Think tanks, competition policy experts, academics, and European industrial leaders all agree that the French method of "subsidizing your way to competitiveness is an illusion without real competition and meaningful structural change. It’s an irrational and disproportionate response to the IRA and does not address the wider problems of European industry in many high-tech sectors," Drea concluded.

Not only is the French proposal bound to fail in today's economy, but it has also made other member nations question the French President’s motives.

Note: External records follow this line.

//! Axis-aligned rectangles and overlap tests
//!
//! Everything on the playfield is a top-left anchored box in canvas pixels,
//! with y growing downward.

use glam::Vec2;
use serde::{Deserialize, Serialize};

/// Axis-aligned bounding box
#[derive(Debug, Clone, Copy, PartialEq, Serialize, Deserialize)]
pub struct Rect {
    /// Top-left corner
    pub pos: Vec2,
    /// Width and height
    pub size: Vec2,
}

impl Rect {
    pub const fn new(x: f32, y: f32, width: f32, height: f32) -> Self {
        Self {
            pos: Vec2::new(x, y),
            size: Vec2::new(width, height),
        }
    }

    #[inline]
    pub fn left(&self) -> f32 {
        self.pos.x
    }

    #[inline]
    pub fn right(&self) -> f32 {
        self.pos.x + self.size.x
    }

    #[inline]
    pub fn top(&self) -> f32 {
        self.pos.y
    }

    #[inline]
    pub fn bottom(&self) -> f32 {
        self.pos.y + self.size.y
    }

    pub fn center(&self) -> Vec2 {
        self.pos + self.size / 2.0
    }

    /// Strict overlap: touching edges do not count
    #[inline]
    pub fn overlaps(&self, other: &Rect) -> bool {
        self.left() < other.right()
            && self.right() > other.left()
            && self.top() < other.bottom()
            && self.bottom() > other.top()
    }
}

/// Anything that occupies a box on the playfield
pub trait Bounded {
    fn bounds(&self) -> Rect;
}

impl Bounded for Rect {
    fn bounds(&self) -> Rect {
        *self
    }
}

/// Check whether two entities' boxes overlap
#[inline]
pub fn intersects(a: &impl Bounded, b: &impl Bounded) -> bool {
    a.bounds().overlaps(&b.bounds())
}

#[cfg(test)]
mod tests {
    use super::*;

    #[test]
    fn test_overlap_basic() {
        let a = Rect::new(0.0, 0.0, 10.0, 10.0);
        let b = Rect::new(5.0, 5.0, 10.0, 10.0);
        assert!(intersects(&a, &b));
        assert!(intersects(&b, &a));
    }

    #[test]
    fn test_touching_edges_do_not_overlap() {
        let a = Rect::new(0.0, 0.0, 10.0, 10.0);
        let right = Rect::new(10.0, 0.0, 10.0, 10.0);
        let below = Rect::new(0.0, 10.0, 10.0, 10.0);
        assert!(!intersects(&a, &right));
        assert!(!intersects(&a, &below));
    }

    #[test]
    fn test_containment_overlaps() {
        let outer = Rect::new(0.0, 0.0, 100.0, 100.0);
        let inner = Rect::new(40.0, 40.0, 4.0, 12.0);
        assert!(intersects(&outer, &inner));
        assert!(intersects(&inner, &outer));
    }

    #[test]
    fn test_disjoint() {
        let a = Rect::new(0.0, 0.0, 4.0, 12.0);
        let b = Rect::new(50.0, -40.0, 36.0, 24.0);
        assert!(!intersects(&a, &b));
    }

    #[test]
    fn test_edges_and_center() {
        let r = Rect::new(10.0, 20.0, 30.0, 40.0);
        assert_eq!(r.right(), 40.0);
        assert_eq!(r.bottom(), 60.0);
        assert_eq!(r.center(), Vec2::new(25.0, 40.0));
    }
}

In addition, France’s approach mirrors French economic insecurities. With the country’s public debt and taxes consuming a whopping 47.3% of economic output, France cannot continue financing its big-state economic model.

France also appears to have intentions to reverse "the European Commission’s blocking, on antitrust grounds, of the 2019 merger of French industrial giant Alstom with German conglomerate Siemens." It is obvious by now that "this isn't the grand plan for European unity that Macron’s soaring rhetoric makes it appear," Drea added, but "a blatant attempt to access EU funds to shore up creaking French industrial competitiveness on the global stage."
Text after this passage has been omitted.